Regarding the ecological economics system proposed by the Platform, Rodne Galicha explains that the Living Laudato Si’ Philippines organisation in the last two years, has focused for example “on the divestment campaign, because we need to look at how we spend our financial resources and how we respond to the challenge of Laudato si’, particularly regarding financial deposits. That’s because, at the end of the day, it is the way we spend our money and support industries and activities that can damage our common home,” he adds. The attention of the Philippines is also focused on the #LS211 campaign, which encourages youth and adults to be “eco-citizens everywhere, anytime, at school, at home or work” through “small acts of love.” Particularly in Catholic schools and universities, Living Laudato Si’ Philippines suggests knowledge of the encyclical is acquired “not only by integrating Laudato Si’ into the curriculum,” Galicha points out, “but in all facets of the activity and plans of the educational institutions.”

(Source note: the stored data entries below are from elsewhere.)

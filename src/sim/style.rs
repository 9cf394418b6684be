//! Style meter and combo channels
//!
//! Both are plain state holders driven by skill events. The style meter
//! turns accumulated points into a letter grade and a score multiplier;
//! the combo tracker runs four independent streak channels and reports the
//! best active multiplier.

use serde::{Deserialize, Serialize};

/// Letter grade, lowest to highest
#[derive(Debug, Clone, Copy, PartialEq, Eq, PartialOrd, Ord, Serialize, Deserialize)]
pub enum StyleLevel {
    D,
    C,
    B,
    A,
    S,
    SS,
    SSS,
}

impl StyleLevel {
    pub const ALL: [StyleLevel; 7] = [
        StyleLevel::D,
        StyleLevel::C,
        StyleLevel::B,
        StyleLevel::A,
        StyleLevel::S,
        StyleLevel::SS,
        StyleLevel::SSS,
    ];

    /// Points needed to reach this level
    pub fn threshold(&self) -> f64 {
        match self {
            StyleLevel::D => 0.0,
            StyleLevel::C => 100.0,
            StyleLevel::B => 250.0,
            StyleLevel::A => 500.0,
            StyleLevel::S => 900.0,
            StyleLevel::SS => 1400.0,
            StyleLevel::SSS => 2000.0,
        }
    }

    pub fn multiplier(&self) -> f64 {
        match self {
            StyleLevel::D => 1.0,
            StyleLevel::C => 1.1,
            StyleLevel::B => 1.2,
            StyleLevel::A => 1.35,
            StyleLevel::S => 1.5,
            StyleLevel::SS => 1.75,
            StyleLevel::SSS => 2.0,
        }
    }

    /// Display color (0xRRGGBB)
    pub fn color(&self) -> u32 {
        match self {
            StyleLevel::D => 0x9E9E9E,
            StyleLevel::C => 0x4FC3F7,
            StyleLevel::B => 0x81C784,
            StyleLevel::A => 0xFFD54F,
            StyleLevel::S => 0xFF8A65,
            StyleLevel::SS => 0xE57373,
            StyleLevel::SSS => 0xBA68C8,
        }
    }

    pub fn as_str(&self) -> &'static str {
        match self {
            StyleLevel::D => "D",
            StyleLevel::C => "C",
            StyleLevel::B => "B",
            StyleLevel::A => "A",
            StyleLevel::S => "S",
            StyleLevel::SS => "SS",
            StyleLevel::SSS => "SSS",
        }
    }

    /// Highest level whose threshold `points` reaches
    pub fn for_points(points: f64) -> Self {
        StyleLevel::ALL
            .iter()
            .rev()
            .copied()
            .find(|level| points >= level.threshold())
            .unwrap_or(StyleLevel::D)
    }
}

/// What earned style points
#[derive(Debug, Clone, Copy, PartialEq, Eq)]
pub enum StyleAward {
    PerfectGap,
    CloseCall,
    PowerUp,
    /// Clean passage without a hit
    NoHit,
}

impl StyleAward {
    pub fn points(&self) -> f64 {
        match self {
            StyleAward::PerfectGap => 50.0,
            StyleAward::CloseCall => 30.0,
            StyleAward::PowerUp => 20.0,
            StyleAward::NoHit => 5.0,
        }
    }

    /// Whether the award comes from getting through a gap untouched
    pub fn is_clean_passage(&self) -> bool {
        matches!(self, StyleAward::PerfectGap | StyleAward::CloseCall | StyleAward::NoHit)
    }
}

/// Idle time before points start draining
pub const STYLE_DECAY_IDLE_MS: f64 = 3000.0;
/// Drain rate once idle, points per second
pub const STYLE_DECAY_PER_SEC: f64 = 40.0;
pub const STYLE_COLLISION_PENALTY: f64 = 150.0;
/// Upper bound on accumulated points
pub const STYLE_MAX_POINTS: f64 = 2500.0;
/// How long a level-change banner stays up
pub const STYLE_NOTIFICATION_MS: f64 = 1500.0;

/// Level-change banner for the renderer
#[derive(Debug, Clone, Copy, PartialEq, Serialize, Deserialize)]
pub struct StyleNotification {
    pub level: StyleLevel,
    pub rising: bool,
    pub until_ms: f64,
}

#[derive(Debug, Clone, PartialEq, Serialize, Deserialize)]
pub struct StyleMeter {
    pub points: f64,
    pub level: StyleLevel,
    pub previous_level: StyleLevel,
    pub no_hit_streak: u32,
    pub last_action_ms: f64,
    /// Decay has been applied up to this time
    pub decayed_to_ms: f64,
    pub notification: Option<StyleNotification>,
}

impl Default for StyleMeter {
    fn default() -> Self {
        Self::new()
    }
}

impl StyleMeter {
    pub fn new() -> Self {
        Self {
            points: 0.0,
            level: StyleLevel::D,
            previous_level: StyleLevel::D,
            no_hit_streak: 0,
            last_action_ms: 0.0,
            decayed_to_ms: 0.0,
            notification: None,
        }
    }

    pub fn level(&self) -> StyleLevel {
        self.level
    }

    pub fn multiplier(&self) -> f64 {
        self.level.multiplier()
    }

    pub fn color(&self) -> u32 {
        self.level.color()
    }

    /// Progress toward the next level (0..1, 1 at SSS)
    pub fn progress(&self) -> f64 {
        let idx = StyleLevel::ALL
            .iter()
            .position(|l| *l == self.level)
            .unwrap_or(0);
        match StyleLevel::ALL.get(idx + 1) {
            Some(next) => {
                let base = self.level.threshold();
                ((self.points - base) / (next.threshold() - base)).clamp(0.0, 1.0)
            }
            None => 1.0,
        }
    }

    /// Add points for a skill event; returns a level change if one happened
    pub fn award(&mut self, award: StyleAward, now_ms: f64) -> Option<StyleNotification> {
        if award.is_clean_passage() {
            self.no_hit_streak += 1;
        }
        self.points = (self.points + award.points()).min(STYLE_MAX_POINTS);
        self.last_action_ms = now_ms;
        self.decayed_to_ms = now_ms;
        self.recompute(now_ms)
    }

    /// Flat penalty and streak reset
    pub fn register_collision(&mut self, now_ms: f64) -> Option<StyleNotification> {
        self.points = (self.points - STYLE_COLLISION_PENALTY).max(0.0);
        self.no_hit_streak = 0;
        self.last_action_ms = now_ms;
        self.decayed_to_ms = now_ms;
        self.recompute(now_ms)
    }

    /// Apply idle decay and expire the banner
    pub fn update(&mut self, now_ms: f64) -> Option<StyleNotification> {
        if let Some(n) = self.notification
            && now_ms >= n.until_ms
        {
            self.notification = None;
        }

        let decay_start = self.last_action_ms + STYLE_DECAY_IDLE_MS;
        if now_ms <= decay_start || self.points <= 0.0 {
            return None;
        }
        let from = self.decayed_to_ms.max(decay_start);
        let elapsed = (now_ms - from).max(0.0);
        self.decayed_to_ms = now_ms;
        self.points = (self.points - elapsed / 1000.0 * STYLE_DECAY_PER_SEC).max(0.0);
        self.recompute(now_ms)
    }

    fn recompute(&mut self, now_ms: f64) -> Option<StyleNotification> {
        let new_level = StyleLevel::for_points(self.points);
        if new_level == self.level {
            return None;
        }
        self.previous_level = self.level;
        self.level = new_level;
        let notification = StyleNotification {
            level: new_level,
            rising: new_level > self.previous_level,
            until_ms: now_ms + STYLE_NOTIFICATION_MS,
        };
        self.notification = Some(notification);
        Some(notification)
    }
}

/// Combo channel kinds
#[derive(Debug, Clone, Copy, PartialEq, Eq, Serialize, Deserialize)]
pub enum ComboKind {
    Gap,
    CloseCall,
    PowerUp,
    /// Fed by every qualifying event
    Mixed,
}

impl ComboKind {
    pub const ALL: [ComboKind; 4] = [
        ComboKind::Gap,
        ComboKind::CloseCall,
        ComboKind::PowerUp,
        ComboKind::Mixed,
    ];

    /// Multiplier gained per event after the first
    pub fn growth(&self) -> f64 {
        match self {
            ComboKind::Gap => 0.1,
            ComboKind::CloseCall => 0.25,
            ComboKind::PowerUp => 0.2,
            ComboKind::Mixed => 0.15,
        }
    }

    pub fn cap(&self) -> f64 {
        match self {
            ComboKind::Gap => 3.0,
            ComboKind::CloseCall => 4.0,
            ComboKind::PowerUp => 2.5,
            ComboKind::Mixed => 5.0,
        }
    }

    fn index(&self) -> usize {
        match self {
            ComboKind::Gap => 0,
            ComboKind::CloseCall => 1,
            ComboKind::PowerUp => 2,
            ComboKind::Mixed => 3,
        }
    }
}

/// Max gap between events that keeps a channel alive
pub const COMBO_TIMEOUT_MS: f64 = 2500.0;

#[derive(Debug, Clone, Copy, PartialEq, Serialize, Deserialize)]
pub struct ComboData {
    pub count: u32,
    pub multiplier: f64,
    pub last_action_ms: f64,
    pub active: bool,
}

impl Default for ComboData {
    fn default() -> Self {
        Self {
            count: 0,
            multiplier: 1.0,
            last_action_ms: 0.0,
            active: false,
        }
    }
}

#[derive(Debug, Clone, PartialEq, Default, Serialize, Deserialize)]
pub struct ComboTracker {
    channels: [ComboData; 4],
}

impl ComboTracker {
    pub fn new() -> Self {
        Self::default()
    }

    pub fn channel(&self, kind: ComboKind) -> &ComboData {
        &self.channels[kind.index()]
    }

    /// Record a qualifying event on `kind` and on the mixed channel
    pub fn register(&mut self, kind: ComboKind, now_ms: f64) {
        self.bump(kind, now_ms);
        if kind != ComboKind::Mixed {
            self.bump(ComboKind::Mixed, now_ms);
        }
    }

    fn bump(&mut self, kind: ComboKind, now_ms: f64) {
        let data = &mut self.channels[kind.index()];
        if data.active && now_ms - data.last_action_ms <= COMBO_TIMEOUT_MS {
            data.count += 1;
        } else {
            data.count = 1;
        }
        data.active = true;
        data.last_action_ms = now_ms;
        data.multiplier = (1.0 + kind.growth() * (data.count - 1) as f64).min(kind.cap());
    }

    /// Drop channels whose timeout has elapsed
    pub fn update(&mut self, now_ms: f64) {
        for data in self.channels.iter_mut() {
            if data.active && now_ms - data.last_action_ms > COMBO_TIMEOUT_MS {
                *data = ComboData::default();
            }
        }
    }

    /// Collision wipes every channel
    pub fn reset_all(&mut self) {
        self.channels = Default::default();
    }

    /// Highest multiplier among active channels
    pub fn multiplier(&self) -> f64 {
        self.channels
            .iter()
            .filter(|c| c.active)
            .map(|c| c.multiplier)
            .fold(1.0, f64::max)
    }

    /// Active channel with the longest streak, for the HUD
    pub fn best(&self) -> Option<(ComboKind, ComboData)> {
        ComboKind::ALL
            .iter()
            .map(|k| (*k, self.channels[k.index()]))
            .filter(|(_, c)| c.active && c.count > 1)
            .max_by_key(|(_, c)| c.count)
    }
}

#[cfg(test)]
mod tests {
    use super::*;

    #[test]
    fn test_exact_threshold_reaches_level() {
        let mut meter = StyleMeter::new();
        meter.points = StyleLevel::S.threshold() - StyleAward::PerfectGap.points();
        meter.award(StyleAward::PerfectGap, 0.0);
        assert_eq!(meter.points, 900.0);
        assert_eq!(meter.level(), StyleLevel::S);
        assert_eq!(meter.multiplier(), StyleLevel::S.multiplier());
    }

    #[test]
    fn test_idle_decay_drops_level() {
        let mut meter = StyleMeter::new();
        meter.points = 850.0;
        meter.award(StyleAward::PerfectGap, 1000.0);
        assert_eq!(meter.level(), StyleLevel::S);

        // Still inside the idle window
        meter.update(1000.0 + STYLE_DECAY_IDLE_MS);
        assert_eq!(meter.points, 900.0);

        // One second past the idle window
        let change = meter.update(1000.0 + STYLE_DECAY_IDLE_MS + 1000.0);
        assert!(meter.points < 900.0);
        assert_eq!(meter.level(), StyleLevel::A);
        assert!(matches!(change, Some(n) if !n.rising));
    }

    #[test]
    fn test_decay_is_incremental() {
        let mut meter = StyleMeter::new();
        meter.points = 500.0;
        meter.last_action_ms = 0.0;
        meter.update(STYLE_DECAY_IDLE_MS + 500.0);
        meter.update(STYLE_DECAY_IDLE_MS + 1000.0);
        assert!((meter.points - (500.0 - STYLE_DECAY_PER_SEC)).abs() < 1e-9);
    }

    #[test]
    fn test_collision_penalty() {
        let mut meter = StyleMeter::new();
        meter.award(StyleAward::NoHit, 0.0);
        meter.award(StyleAward::NoHit, 10.0);
        assert_eq!(meter.no_hit_streak, 2);
        meter.register_collision(20.0);
        assert_eq!(meter.no_hit_streak, 0);
        assert_eq!(meter.points, 0.0);
    }

    #[test]
    fn test_every_clean_passage_extends_streak() {
        let mut meter = StyleMeter::new();
        meter.award(StyleAward::PerfectGap, 0.0);
        meter.award(StyleAward::CloseCall, 10.0);
        meter.award(StyleAward::NoHit, 20.0);
        assert_eq!(meter.no_hit_streak, 3);
        meter.award(StyleAward::PowerUp, 30.0);
        assert_eq!(meter.no_hit_streak, 3);
    }

    #[test]
    fn test_combo_growth_and_cap() {
        let mut combos = ComboTracker::new();
        for i in 0..30 {
            combos.register(ComboKind::PowerUp, i as f64 * 100.0);
        }
        assert_eq!(combos.channel(ComboKind::PowerUp).count, 30);
        assert_eq!(combos.channel(ComboKind::PowerUp).multiplier, 2.5);
        // Mixed grows slower but caps higher
        assert_eq!(combos.multiplier(), 5.0);
    }

    #[test]
    fn test_combo_timeout() {
        let mut combos = ComboTracker::new();
        combos.register(ComboKind::Gap, 0.0);
        combos.register(ComboKind::Gap, 1000.0);
        assert_eq!(combos.channel(ComboKind::Gap).count, 2);
        combos.update(1000.0 + COMBO_TIMEOUT_MS + 1.0);
        assert!(!combos.channel(ComboKind::Gap).active);
        assert_eq!(combos.multiplier(), 1.0);

        // A late event starts a fresh streak
        combos.register(ComboKind::Gap, 10_000.0);
        assert_eq!(combos.channel(ComboKind::Gap).count, 1);
    }

    #[test]
    fn test_collision_resets_all() {
        let mut combos = ComboTracker::new();
        combos.register(ComboKind::CloseCall, 0.0);
        combos.register(ComboKind::CloseCall, 100.0);
        assert!(combos.multiplier() > 1.0);
        assert!(combos.best().is_some());
        combos.reset_all();
        assert_eq!(combos.multiplier(), 1.0);
        assert!(combos.best().is_none());
    }
}
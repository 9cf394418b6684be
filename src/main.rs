//! Headless runner
//!
//! Plays a seeded autopilot session against the in-memory host and logs
//! how it went. Environment:
//! - `GAPDASH_CONFIG`: JSON config file
//! - `GAPDASH_FRAMES`: frames to run (default 3600)
//! - `GAPDASH_SAVE`: write every checkpoint to this file
//! - `GAPDASH_RESUME`: start from a checkpoint file instead of a fresh run
//! - `GAPDASH_LEVEL`: JSON level chunks to queue

use std::path::{Path, PathBuf};

use gapdash::game::LoopState;
use gapdash::persistence;
use gapdash::platform::ManualHost;
use gapdash::renderer::NullRenderer;
use gapdash::sim::World;
use gapdash::{Game, GameConfig, GameHooks, GameStatus, Snapshot};

const FRAME_MS: f64 = 1000.0 / 60.0;
const DEFAULT_FRAMES: u64 = 3600;
const MAX_CONTINUES: u32 = 3;

struct DiskHooks {
    save_path: Option<PathBuf>,
}

impl GameHooks for DiskHooks {
    fn on_game_over(&mut self, score: u64) {
        log::info!("Game over hook: score {}", score);
    }

    fn on_checkpoint_save(&mut self, snapshot: &Snapshot) {
        if let Some(path) = self.save_path.as_deref()
            && let Err(e) = persistence::save_snapshot(path, snapshot)
        {
            log::warn!("Could not write checkpoint: {}", e);
        }
    }
}

/// Tap when the ball sinks below the next gap's center
fn autopilot_tap(world: &World) -> bool {
    let ball = &world.ball;
    let target = world
        .obstacles
        .iter()
        .find(|o| o.right() > ball.left())
        .map(|o| o.gap_center())
        .unwrap_or(world.spawn.y);
    let falling = ball.vel.y * ball.gravity_scale > -2.0;
    let below = (ball.pos.y - target) * ball.gravity_scale > 10.0;
    falling && below
}

fn env_path(key: &str) -> Option<PathBuf> {
    std::env::var_os(key).map(PathBuf::from)
}

fn main() {
    env_logger::init();
    log::info!("Gapdash (headless) starting...");

    let mut config = match env_path("GAPDASH_CONFIG") {
        Some(path) => GameConfig::load(&path),
        None => GameConfig::default(),
    };
    let seed = *config.seed.get_or_insert(1);
    let frames = std::env::var("GAPDASH_FRAMES")
        .ok()
        .and_then(|v| v.parse().ok())
        .unwrap_or(DEFAULT_FRAMES);
    log::info!("Running {} frames with seed {}", frames, seed);

    let hooks = DiskHooks {
        save_path: env_path("GAPDASH_SAVE"),
    };
    let mut game = Game::new(config, ManualHost::default(), NullRenderer).with_hooks(Box::new(hooks));

    if let Some(path) = env_path("GAPDASH_LEVEL") {
        match std::fs::read_to_string(&path).map(|json| game.load_level_json(&json)) {
            Ok(Ok(count)) => log::info!("Loaded {} chunks from {}", count, path.display()),
            Ok(Err(e)) => log::warn!("Bad level data in {}: {}", path.display(), e),
            Err(e) => log::warn!("Could not read {}: {}", path.display(), e),
        }
    }

    match env_path("GAPDASH_RESUME").as_deref().map(load_resume) {
        Some(Some(snapshot)) => game.restore_from_checkpoint(&snapshot),
        _ => game.start(),
    }

    let mut continues = 0;
    for _ in 0..frames {
        if game.status() == GameStatus::Playing && autopilot_tap(game.world()) {
            game.host_mut().queue_tap();
        }

        game.pump_frame(FRAME_MS);

        if game.status() == GameStatus::GameOver {
            if continues >= MAX_CONTINUES {
                break;
            }
            continues += 1;
            log::info!("Continue {}/{}", continues, MAX_CONTINUES);
            game.continue_game(None);
        }
        if game.loop_state() == LoopState::Stopped {
            log::error!("Loop stopped");
            break;
        }
    }

    let stats = game.stats();
    log::info!(
        "Finished: status {:?}, score {}, level {}, {} checkpoints, {} frames ({} over budget, {} faults)",
        game.status(),
        game.score(),
        game.world().level,
        game.checkpoints().len(),
        stats.frames,
        stats.overruns,
        stats.recoverable_faults + stats.render_faults
    );
    game.destroy();
}

fn load_resume(path: &Path) -> Option<Snapshot> {
    match persistence::load_snapshot(path) {
        Ok(snapshot) => Some(snapshot),
        Err(e) => {
            log::warn!("Starting fresh, checkpoint unusable: {}", e);
            None
        }
    }
}
fn clamp_into_world(world: &mut World) {
    let r = world.ball.radius;
    world.ball.pos.y = world.ball.pos.y.clamp(r, world.world_height - r);
    world.ball.vel.y = 0.0;
}

/// Hit tests plus the extra-time / shield rescue layers
pub fn resolve_collisions(world: &mut World, config: &GameConfig) -> CollisionOutcome {
    let out_of_bounds = ball_out_of_bounds(&world.ball, world.world_height);
    if world.grace.active {
        if out_of_bounds {
            clamp_into_world(world);
        }
        return CollisionOutcome::Clear;
    }

    let hit_barrier = !world.effects.invulnerable(world.time_ms)
        && world
            .obstacles
            .iter()
            .chain(world.walls.iter())
            .any(|b| ball_hits_barrier(&world.ball, b));
    if !hit_barrier && !out_of_bounds {
        return CollisionOutcome::Clear;
    }
    if out_of_bounds && !hit_barrier && world.effects.invulnerable(world.time_ms) {
        clamp_into_world(world);
        return CollisionOutcome::Clear;
    }

    world.emit(GameEvent::Collision);
    let now = world.time_ms;

    if world.effects.extra_time_ms > 0.0 {
        log::info!("Collision absorbed by {:.0}ms of extra time", world.effects.extra_time_ms);
        world.effects.extra_time_ms = 0.0;
        world.emit(GameEvent::ExtraTimeUsed);
    } else if world.effects.shields > 0 {
        world.effects.shields -= 1;
        log::info!("Collision absorbed by shield ({} left)", world.effects.shields);
        let remaining = world.effects.shields;
        world.emit(GameEvent::ShieldUsed { remaining });
    } else {
        return CollisionOutcome::Lethal;
    }

    if let Some(notification) = world.style.register_collision(now) {
        notify_style(world, notification);
    }
    world.combos.reset_all();
    world.effects.invulnerable_until = Some(now + config.rescue_invulnerability_ms);
    if out_of_bounds {
        clamp_into_world(world);
    }
    CollisionOutcome::Rescued
}
//! On-disk checkpoints
//!
//! Snapshots are wrapped in a versioned JSON envelope. Writes go to a
//! temporary file first and are renamed into place, so a crash mid-write
//! never leaves a truncated save behind.

use std::fs;
use std::path::Path;

use serde::{Deserialize, Serialize};
use thiserror::Error;

use crate::checkpoint::Snapshot;

/// Bumped whenever the snapshot layout changes incompatibly
pub const SAVE_VERSION: u32 = 1;

#[derive(Debug, Error)]
pub enum PersistError {
    #[error("checkpoint io failed: {0}")]
    Io(#[from] std::io::Error),
    #[error("checkpoint json invalid: {0}")]
    Json(#[from] serde_json::Error),
    #[error("checkpoint version {found} not supported (expected {expected})")]
    Version { found: u32, expected: u32 },
}

#[derive(Serialize, Deserialize)]
struct Envelope {
    version: u32,
    snapshot: Snapshot,
}

#[derive(Deserialize)]
struct VersionProbe {
    version: u32,
}

/// Encode a snapshot as an envelope
pub fn to_json(snapshot: &Snapshot) -> Result<String, PersistError> {
    let envelope = Envelope {
        version: SAVE_VERSION,
        snapshot: snapshot.clone(),
    };
    Ok(serde_json::to_string(&envelope)?)
}

/// Decode an envelope, checking the version before the payload
pub fn from_json(json: &str) -> Result<Snapshot, PersistError> {
    let probe: VersionProbe = serde_json::from_str(json)?;
    if probe.version != SAVE_VERSION {
        return Err(PersistError::Version {
            found: probe.version,
            expected: SAVE_VERSION,
        });
    }
    let envelope: Envelope = serde_json::from_str(json)?;
    Ok(envelope.snapshot)
}

/// Write a snapshot to `path` (tmp file, then rename)
pub fn save_snapshot(path: &Path, snapshot: &Snapshot) -> Result<(), PersistError> {
    let json = to_json(snapshot)?;
    let tmp = path.with_extension("tmp");
    fs::write(&tmp, json)?;
    fs::rename(&tmp, path)?;
    log::info!(
        "Checkpoint {} written to {} (score {})",
        snapshot.id,
        path.display(),
        snapshot.score()
    );
    Ok(())
}

pub fn load_snapshot(path: &Path) -> Result<Snapshot, PersistError> {
    let json = fs::read_to_string(path)?;
    let snapshot = from_json(&json)?;
    log::info!("Checkpoint {} loaded from {}", snapshot.id, path.display());
    Ok(snapshot)
}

On a community level, two parishes in the Philippine Diocese of Romblon, that of Santo Niño in the village of Danao on the island of Sibuyan, and that of St Thomas of Villanova on the island of Tablas have also built a Living Chapel and Laudato si’ Gardens. At St Thomas, “the parishioners are building a staircase with 500 steps, which leads from the Laudato si’ Garden to the Living Chapel: we want to commemorate,” Rodne explains, “the 500th anniversary of the arrival of Christianity in the Philippines,” which falls in 2021, proving that the Church continues to be “a home for the marginalised and the oppressed” and whose cry we hear and respond to.

On the other hand, the Laudato si’ Year, Fr. Kureethadam recalls, “was truly a moment of grace amid the pandemic crisis that we are still experiencing: I believe that the faithful and all people received the proposal to implement that change for an integral ecology that the pandemic requires of us with enthusiasm and joy.” The ‘good news’, Rodne Galicha echoes, is that “we are undertaking a new journey at every level of society.”